Tuesday, August 22, 2006

Gender Identity: Part 2

I'm going to try and clarify a few things from yesterday's "Lost in Transition" post. In keeping with my trend of incorrectly associating gender with sexuality, I'm calling this post "Gender Identity: Part 2" although it's almost entirely focused on sexuality.

Like many people, I sometimes like to assign easy labels to things. It's a lazy way of avoiding analysis. I'm a gay man. I'm attracted to men. Easy enough. Lesbians are attracted to women and bisexuals are attracted to both sexes. My point, in exploring transsexuality, is to break down a barrier of my own erection. (OK, have fun with that one.)

My goal with these posts is to achieve a more thoughtful understanding of my "T" brothers and sisters. If I seem to be obsessed with sexuality vs. gender it's because I find the sexuality aspect to be the one I've never much pondered as well as being more challenging for me to grasp.

As far as gender is concerned, I do not believe anyone on the planet is either 100% male or female.
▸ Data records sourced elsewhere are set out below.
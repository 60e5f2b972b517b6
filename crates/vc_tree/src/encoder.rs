use alloc::string::{String, ToString};
use alloc::sync::Arc;
use alloc::vec::Vec;

use vc_serialize::SerialError;
use vc_serialize::descriptor::{TypeDescriptor, TypeKind};
use vc_serialize::protocol::{Encoder, PrimitiveRef};
use vc_serialize::registry::SerialRegistry;
use vc_serialize::serializer::PolymorphicSerializer;

use crate::{Layout, TreeConfig, Value};

/// An open scope, collecting the values written into it.
enum Frame {
    /// A keyed class, the key of the next value is set by `encode_element`.
    Keyed {
        entries: Vec<(String, Value)>,
        key: Option<String>,
    },
    /// A list or positional class.
    Items(Vec<Value>),
    /// A map, keys and values alternate.
    Entries {
        pairs: Vec<Value>,
        key: Option<Value>,
    },
}

/// [`Encoder`] building a [`Value`] tree.
pub(crate) struct TreeEncoder<'a> {
    registry: &'a Arc<SerialRegistry>,
    config: &'a TreeConfig,
    stack: Vec<Frame>,
    root: Option<Value>,
}

impl<'a> TreeEncoder<'a> {
    pub fn new(registry: &'a Arc<SerialRegistry>, config: &'a TreeConfig) -> Self {
        Self {
            registry,
            config,
            stack: Vec::new(),
            root: None,
        }
    }

    /// Returns the finished tree.
    pub fn finish(self) -> Result<Value, SerialError> {
        if !self.stack.is_empty() {
            return Err(SerialError::custom(format_args!(
                "{} structure(s) left open",
                self.stack.len()
            )));
        }
        self.root
            .ok_or_else(|| SerialError::custom("the serializer wrote no value"))
    }

    fn emit(&mut self, value: Value) -> Result<(), SerialError> {
        match self.stack.last_mut() {
            None => {
                if self.root.is_some() {
                    return Err(SerialError::custom("more than one root value written"));
                }
                self.root = Some(value);
            }
            Some(Frame::Keyed { entries, key }) => {
                let Some(key) = key.take() else {
                    return Err(SerialError::custom("value written without element header"));
                };
                entries.push((key, value));
            }
            Some(Frame::Items(items)) => items.push(value),
            Some(Frame::Entries { pairs, key }) => match key.take() {
                None => *key = Some(value),
                Some(k) => pairs.push(Value::Seq(alloc::vec![k, value])),
            },
        }
        Ok(())
    }

    fn is_keyed(&self, descriptor: &TypeDescriptor) -> bool {
        self.config.layout == Layout::Keyed && descriptor.kind() == TypeKind::Class
    }
}

impl Encoder for TreeEncoder<'_> {
    #[inline]
    fn registry(&self) -> &Arc<SerialRegistry> {
        self.registry
    }

    fn encode_primitive(&mut self, value: PrimitiveRef<'_>) -> Result<(), SerialError> {
        let value = match value {
            PrimitiveRef::Bool(v) => Value::Bool(v),
            PrimitiveRef::I8(v) => Value::Int(v.into()),
            PrimitiveRef::I16(v) => Value::Int(v.into()),
            PrimitiveRef::I32(v) => Value::Int(v.into()),
            PrimitiveRef::I64(v) => Value::Int(v),
            PrimitiveRef::U8(v) => Value::UInt(v.into()),
            PrimitiveRef::U16(v) => Value::UInt(v.into()),
            PrimitiveRef::U32(v) => Value::UInt(v.into()),
            PrimitiveRef::U64(v) => Value::UInt(v),
            PrimitiveRef::F32(v) => Value::Float(v.into()),
            PrimitiveRef::F64(v) => Value::Float(v),
            PrimitiveRef::Char(v) => Value::Char(v),
            PrimitiveRef::Str(v) => Value::Str(v.to_string()),
            PrimitiveRef::Bytes(v) => Value::Bytes(v.to_vec()),
        };
        self.emit(value)
    }

    fn encode_presence(&mut self, present: bool) -> Result<(), SerialError> {
        if present {
            Ok(())
        } else {
            self.emit(Value::Null)
        }
    }

    fn encode_enum(
        &mut self,
        descriptor: &TypeDescriptor,
        variant: usize,
    ) -> Result<(), SerialError> {
        let Some(info) = descriptor.element(variant) else {
            return Err(SerialError::unknown_element(descriptor, variant));
        };
        match self.config.layout {
            Layout::Keyed => self.emit(Value::Str(info.name().to_string())),
            Layout::Positional => self.emit(Value::UInt(variant as u64)),
        }
    }

    fn begin_structure(&mut self, descriptor: &TypeDescriptor) -> Result<(), SerialError> {
        let frame = match descriptor.kind() {
            TypeKind::Map => Frame::Entries {
                pairs: Vec::new(),
                key: None,
            },
            TypeKind::Class if self.is_keyed(descriptor) => Frame::Keyed {
                entries: Vec::with_capacity(descriptor.element_len()),
                key: None,
            },
            TypeKind::Class | TypeKind::List => {
                Frame::Items(Vec::with_capacity(descriptor.element_len()))
            }
            kind => {
                return Err(SerialError::custom(format_args!(
                    "`{}` of kind {kind} cannot be written as a structure",
                    descriptor.name()
                )));
            }
        };
        self.stack.push(frame);
        Ok(())
    }

    fn begin_collection(
        &mut self,
        descriptor: &TypeDescriptor,
        len: usize,
    ) -> Result<(), SerialError> {
        self.begin_structure(descriptor)?;
        match self.stack.last_mut() {
            Some(Frame::Items(items)) => items.reserve(len),
            Some(Frame::Entries { pairs, .. }) => pairs.reserve(len),
            _ => {}
        }
        Ok(())
    }

    fn encode_element(
        &mut self,
        descriptor: &TypeDescriptor,
        index: usize,
    ) -> Result<(), SerialError> {
        let Some(Frame::Keyed { key, .. }) = self.stack.last_mut() else {
            return Ok(());
        };
        let name = if index == PolymorphicSerializer::TYPE_INDEX
            && PolymorphicSerializer::is_polymorphic(descriptor)
        {
            self.config.type_key.to_string()
        } else {
            match descriptor.element(index) {
                Some(info) => info.name().to_string(),
                None => return Err(SerialError::unknown_element(descriptor, index)),
            }
        };
        *key = Some(name);
        Ok(())
    }

    fn end_structure(&mut self, descriptor: &TypeDescriptor) -> Result<(), SerialError> {
        let value = match self.stack.pop() {
            Some(Frame::Keyed { entries, .. }) => Value::Map(entries),
            Some(Frame::Items(items)) => Value::Seq(items),
            Some(Frame::Entries { pairs, key: None }) => Value::Seq(pairs),
            Some(Frame::Entries { key: Some(_), .. }) => {
                return Err(SerialError::custom(format_args!(
                    "map `{}` ended with a key but no value",
                    descriptor.name()
                )));
            }
            None => {
                return Err(SerialError::custom(format_args!(
                    "`{}` closed without being opened",
                    descriptor.name()
                )));
            }
        };
        self.emit(value)
    }
}
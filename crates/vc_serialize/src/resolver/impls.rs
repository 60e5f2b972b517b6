use alloc::boxed::Box;
use alloc::collections::BTreeMap;
use alloc::string::String;
use alloc::sync::Arc;
use alloc::vec::Vec;
use core::hash::{BuildHasher, Hash};
use std::collections::HashMap;

use crate::ResolveError;
use crate::resolver::{Resolver, SerialType};
use crate::serializer::{
    BoxSerializer, DynValue, ListSerializer, MapSerializer, NullableSerializer,
    PolymorphicSerializer, PrimitiveSerializer, SerializerCell, SerializerRef,
};

// -----------------------------------------------------------------------------
// Primitives

macro_rules! impl_primitive_serial_type {
    ($($ty:ty),* $(,)?) => {$(
        impl SerialType for $ty {
            #[inline]
            fn default_serializer(
                _: &Resolver<'_>,
            ) -> Result<Option<SerializerRef<Self>>, ResolveError> {
                static CELL: SerializerCell<$ty> = SerializerCell::new();
                Ok(Some(CELL.get_or_init(|| Arc::new(PrimitiveSerializer::<$ty>::new()))))
            }
        }
    )*};
}

impl_primitive_serial_type!(bool, i8, i16, i32, i64, u8, u16, u32, u64, f32, f64, char, String);

// -----------------------------------------------------------------------------
// Containers

impl<E: SerialType> SerialType for Vec<E> {
    fn default_serializer(
        resolver: &Resolver<'_>,
    ) -> Result<Option<SerializerRef<Self>>, ResolveError> {
        let item = resolver.resolve::<E>()?;
        Ok(Some(Arc::new(ListSerializer::new(item))))
    }
}

impl<E: SerialType> SerialType for Option<E> {
    fn default_serializer(
        resolver: &Resolver<'_>,
    ) -> Result<Option<SerializerRef<Self>>, ResolveError> {
        let inner = resolver.resolve::<E>()?;
        Ok(Some(Arc::new(NullableSerializer::new(inner))))
    }
}

impl<E: SerialType> SerialType for Box<E> {
    fn default_serializer(
        resolver: &Resolver<'_>,
    ) -> Result<Option<SerializerRef<Self>>, ResolveError> {
        let inner = resolver.resolve::<E>()?;
        Ok(Some(Arc::new(BoxSerializer::new(inner))))
    }
}

impl<K: SerialType + Ord, V: SerialType> SerialType for BTreeMap<K, V> {
    fn default_serializer(
        resolver: &Resolver<'_>,
    ) -> Result<Option<SerializerRef<Self>>, ResolveError> {
        let key = resolver.resolve::<K>()?;
        let value = resolver.resolve::<V>()?;
        Ok(Some(Arc::new(MapSerializer::<K, V, Self>::new(key, value))))
    }
}

impl<K, V, S> SerialType for HashMap<K, V, S>
where
    K: SerialType + Eq + Hash,
    V: SerialType,
    S: BuildHasher + Default + 'static,
{
    fn default_serializer(
        resolver: &Resolver<'_>,
    ) -> Result<Option<SerializerRef<Self>>, ResolveError> {
        let key = resolver.resolve::<K>()?;
        let value = resolver.resolve::<V>()?;
        Ok(Some(Arc::new(MapSerializer::<K, V, Self>::new(key, value))))
    }
}

impl SerialType for DynValue {
    fn default_serializer(_: &Resolver<'_>) -> Result<Option<SerializerRef<Self>>, ResolveError> {
        Ok(Some(Arc::new(PolymorphicSerializer)))
    }
}
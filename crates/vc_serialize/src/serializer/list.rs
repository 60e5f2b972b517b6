use alloc::format;
use alloc::sync::Arc;
use alloc::vec::Vec;
use std::sync::OnceLock;

use crate::SerialError;
use crate::descriptor::TypeDescriptor;
use crate::protocol::{Decoder, Encoder, StructureDecoder, decode_structure, encode_collection};
use crate::serializer::{Serializer, SerializerRef};

/// Serializer of `Vec<E>`, built from the item serializer.
///
/// The descriptor is named `alloc::vec::Vec<{item}>` and created on first
/// use, so the item serializer may be a [`LazySerializer`] of a type that
/// contains this list.
///
/// Merge-decoding appends the decoded items to the existing list.
///
/// [`LazySerializer`]: crate::serializer::LazySerializer
pub struct ListSerializer<E> {
    item: SerializerRef<E>,
    descriptor: OnceLock<Arc<TypeDescriptor>>,
}

impl<E> ListSerializer<E> {
    /// Creates a list serializer from the item serializer.
    #[inline]
    pub const fn new(item: SerializerRef<E>) -> Self {
        Self {
            item,
            descriptor: OnceLock::new(),
        }
    }

    /// The item serializer.
    #[inline]
    pub fn item(&self) -> &SerializerRef<E> {
        &self.item
    }

    fn read_items(&self, s: &mut StructureDecoder<'_>, out: &mut Vec<E>) -> Result<(), SerialError> {
        if s.sequential()
            && let Some(len) = s.collection_size()?
        {
            out.reserve(len);
            for index in 0..len {
                out.push(s.read_element(index, &*self.item)?);
            }
        } else {
            while let Some(index) = s.next_index()? {
                out.push(s.read_element(index, &*self.item)?);
            }
        }
        Ok(())
    }
}

impl<E> Serializer<Vec<E>> for ListSerializer<E> {
    fn descriptor(&self) -> &Arc<TypeDescriptor> {
        self.descriptor.get_or_init(|| {
            let item = self.item.descriptor();
            Arc::new(TypeDescriptor::list(
                format!("alloc::vec::Vec<{}>", item.name()),
                item.clone(),
            ))
        })
    }

    fn save(&self, encoder: &mut dyn Encoder, value: &Vec<E>) -> Result<(), SerialError> {
        encode_collection(encoder, self.descriptor(), value.len(), |s| {
            for (index, item) in value.iter().enumerate() {
                s.write_element(index, &*self.item, item)?;
            }
            Ok(())
        })
    }

    fn load(&self, decoder: &mut dyn Decoder) -> Result<Vec<E>, SerialError> {
        decode_structure(decoder, self.descriptor(), |s| {
            let mut out = Vec::new();
            self.read_items(s, &mut out)?;
            Ok(out)
        })
    }

    fn update(&self, decoder: &mut dyn Decoder, mut old: Vec<E>) -> Result<Vec<E>, SerialError> {
        decode_structure(decoder, self.descriptor(), |s| {
            self.read_items(s, &mut old)?;
            Ok(old)
        })
    }
}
Some of us are born with male tools, some with female, and occasionally some are "to be determined." Regardless of physical appearance, gender identity is what you feel you are and I respect that.

I am physically attracted to guys who have some feminine characteristics and I've also found myself physically attracted to women who have some masculine characteristics. But when it comes to sex, I want it with the guys.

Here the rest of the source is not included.